Data management is crucial in research because it ensures the integrity, reliability, and accessibility of research findings, ultimately promoting scientific rigor and reproducibility. It also facilitates collaboration, open data sharing, and long-term preservation of research assets.
The visual below shows the different elements needed to create a comprehensive data management plan.
D2R’s Research Data Management Guidelines and Best Practices
This new guide helps D2R-funded projects uphold high standards in data stewardship, aligned with McGill University and Tri-Agency policies.
These guidelines cover research data, software and source code used to produce and process the data and communications materials.
Read the FAQ below to: 1) understand how to implement the guidelines in your project, 2) learn about best practices for data management and sharing, and 3) get answers to common questions about compliance and expectations.
As a D2R funded researcher, what am I required to do?
- Data Management Plans (DMP): Submit a DMP either with your application or within 3 months post-award.
- Data deposit: Deposit all relevant research data, metadata, and code supporting research conclusions in journal publications and preprints into a digital repository.
- Regulatory compliance:
- Follow the Tri-Council Policy Statement: Ethical Conduct for Research Involving Humans - 2nd edition (2022) and the Tri-agency Research Data Management Policy (2021).

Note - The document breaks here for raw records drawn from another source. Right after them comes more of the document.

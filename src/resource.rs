//! 资源点：赛季数据、最近资源点查询与迁城推荐

pub mod county;
pub mod entity;
pub mod loader;
pub mod relocate;

use axum::Json;
use axum::extract::State;
use sea_orm::{ColumnTrait, DatabaseConnection, DbErr, EntityTrait, QueryFilter, QueryOrder, QuerySelect};
use serde::{Deserialize, Serialize};
use serde_json::{Value, json};

use self::county::resolve_county;
use self::entity::resource_point;
use self::relocate::{RelocationCandidate, RelocationParams, Scorer, recommend};
use crate::error::{ApiError, ApiJson, ApiResult};
use crate::hex::{self, HexPos, Positioned};
use crate::params;
use crate::server::AppState;
use crate::{debug, info};

#[derive(Debug, Clone, PartialEq, Eq, Serialize)]
pub struct ResourcePoint {
    pub season: String,
    pub county: String,
    pub level: String,
    pub x: i32,
    pub y: i32,
}

impl Positioned for ResourcePoint {
    fn pos(&self) -> HexPos {
        HexPos::new(self.x, self.y)
    }
}

impl From<resource_point::Model> for ResourcePoint {
    fn from(m: resource_point::Model) -> Self {
        Self {
            season: m.season,
            county: m.county,
            level: m.level,
            x: m.x,
            y: m.y,
        }
    }
}

impl ResourcePoint {
    /// 等级按包含关系匹配，"8铜" 也能命中 "8铜(富)"
    pub fn matches_level(&self, level: &str) -> bool {
        self.level.contains(level)
    }
}

#[derive(Debug, Clone, Serialize)]
pub struct NearbyPoint {
    pub x: i32,
    pub y: i32,
    pub level: String,
    pub county: String,
    pub distance: u64,
}

#[derive(Debug, Clone)]
pub struct NearestResult {
    pub county: String,
    pub points: Vec<NearbyPoint>,
}

#[derive(Debug, Clone)]
pub struct RelocationResult {
    pub county: String,
    pub candidates: Vec<RelocationCandidate>,
}

/// 起点所在郡内、指定等级的资源点，按距离排序
///
/// 赛季没有任何资源点时返回 None。
pub fn find_nearest(
    points: &[ResourcePoint],
    start: HexPos,
    level: &str,
    limit: usize,
) -> Option<NearestResult> {
    let county = resolve_county(points, start)?.to_string();

    let filtered: Vec<&ResourcePoint> = points
        .iter()
        .filter(|p| p.county == county && p.matches_level(level))
        .collect();

    let points = hex::nearest(start, &filtered, limit)
        .into_iter()
        .map(|(distance, p)| NearbyPoint {
            x: p.x,
            y: p.y,
            level: p.level.clone(),
            county: p.county.clone(),
            distance,
        })
        .collect();

    Some(NearestResult { county, points })
}

/// 在起点所在郡内推荐迁城点
pub fn find_relocation(
    points: &[ResourcePoint],
    start: HexPos,
    level: &str,
    params: &RelocationParams,
    scorer: &dyn Scorer,
) -> Option<RelocationResult> {
    let county = resolve_county(points, start)?.to_string();

    let nodes: Vec<HexPos> = points
        .iter()
        .filter(|p| p.county == county && p.matches_level(level))
        .map(|p| p.pos())
        .collect();

    let candidates = recommend(start, &nodes, params, scorer);
    Some(RelocationResult { county, candidates })
}

/// 读取某个赛季的全部资源点，按导入顺序
pub async fn load_season(db: &DatabaseConnection, season: &str) -> Result<Vec<ResourcePoint>, DbErr> {
    let rows = resource_point::Entity::find()
        .filter(resource_point::Column::Season.eq(season))
        .order_by_asc(resource_point::Column::Id)
        .all(db)
        .await?;
    Ok(rows.into_iter().map(ResourcePoint::from).collect())
}

pub async fn list_seasons(db: &DatabaseConnection) -> Result<Vec<String>, DbErr> {
    resource_point::Entity::find()
        .select_only()
        .column(resource_point::Column::Season)
        .distinct()
        .order_by_asc(resource_point::Column::Season)
        .into_tuple::<String>()
        .all(db)
        .await
}

// ===== HTTP =====

#[derive(Debug, Deserialize)]
pub struct PointQuery {
    #[serde(deserialize_with = "params::flexible_i32")]
    pub x: i32,
    #[serde(deserialize_with = "params::flexible_i32")]
    pub y: i32,
    #[serde(default, rename = "type")]
    pub level: Option<String>,
    #[serde(default)]
    pub season: Option<String>,
}

impl PointQuery {
    fn season(&self) -> ApiResult<&str> {
        match self.season.as_deref().map(str::trim) {
            Some(s) if !s.is_empty() => Ok(s),
            _ => Err(ApiError::bad_request("缺少赛季")),
        }
    }

    fn level<'a>(&'a self, default: &'a str) -> &'a str {
        match self.level.as_deref().map(str::trim) {
            Some(l) if !l.is_empty() => l,
            _ => default,
        }
    }
}

fn no_data(season: &str) -> ApiError {
    ApiError::not_found(format!("赛季 {} 没有资源点数据", season))
}

pub async fn seasons(State(state): State<AppState>) -> ApiResult<Json<Value>> {
    let seasons = list_seasons(&state.db).await?;
    Ok(Json(json!({ "seasons": seasons })))
}

pub async fn nearest(
    State(state): State<AppState>,
    ApiJson(query): ApiJson<PointQuery>,
) -> ApiResult<Json<Value>> {
    let season = query.season()?;
    let level = query.level(&state.config.resource.default_level);
    let start = HexPos::new(query.x, query.y);

    let points = load_season(&state.db, season).await?;
    let result = find_nearest(&points, start, level, state.config.resource.nearest_limit)
        .ok_or_else(|| no_data(season))?;

    debug!(
        target: "Resource",
        "最近资源点 {} ({}, {}) {} -> {} 郡 {} 个",
        season,
        start.x,
        start.y,
        level,
        result.county,
        result.points.len()
    );

    Ok(Json(json!({
        "county": result.county,
        "points": result.points,
    })))
}

pub async fn relocate(
    State(state): State<AppState>,
    ApiJson(query): ApiJson<PointQuery>,
) -> ApiResult<Json<Value>> {
    let season = query.season()?;
    let level = query.level(&state.config.resource.default_level);
    let start = HexPos::new(query.x, query.y);

    let points = load_season(&state.db, season).await?;
    let params = RelocationParams::default();
    let result = find_relocation(&points, start, level, &params, state.scorer.as_ref())
        .ok_or_else(|| no_data(season))?;

    info!(
        target: "Resource",
        "迁城推荐 {} ({}, {}) {} -> {} 郡 {} 个候选",
        season,
        start.x,
        start.y,
        level,
        result.county,
        result.candidates.len()
    );

    Ok(Json(json!({
        "county": result.county,
        "top_locations": result.candidates,
    })))
}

- Follow the Tri-Agency Framework: Responsible Conduct of Research (2021) guidelines.
- Follow Quebec’s privacy legislations (for example, The Québec Loi 25 (Bill 64) "Act to modernize legislative provisions as regards the protection of personal information").
- Intellectual property: Abide with The McGill Policy on Inventions and Software and the McGill Policy on Copyright.
- Research ethics:
- Human data required ethics board approval (IRB/REB Project Approval).
- Animal research must follow the guidelines of The Animal Compliance Office.
- Data sovereignty: For research conducted by and with First Nations, Métis, and Inuit communities, collectives, and organizations, data management policies, plans and strategies must be developed in collaboration with these entities in accordance with RDM principles or DMP formats that they accept.
- Data security and privacy: Implement strong security measures to safeguard against breaches, illegal access, and other security risks.
The guidelines also provide non-mandatory best practices to support Open Science, long-term usability of data, use of metadata, and responsible data sharing.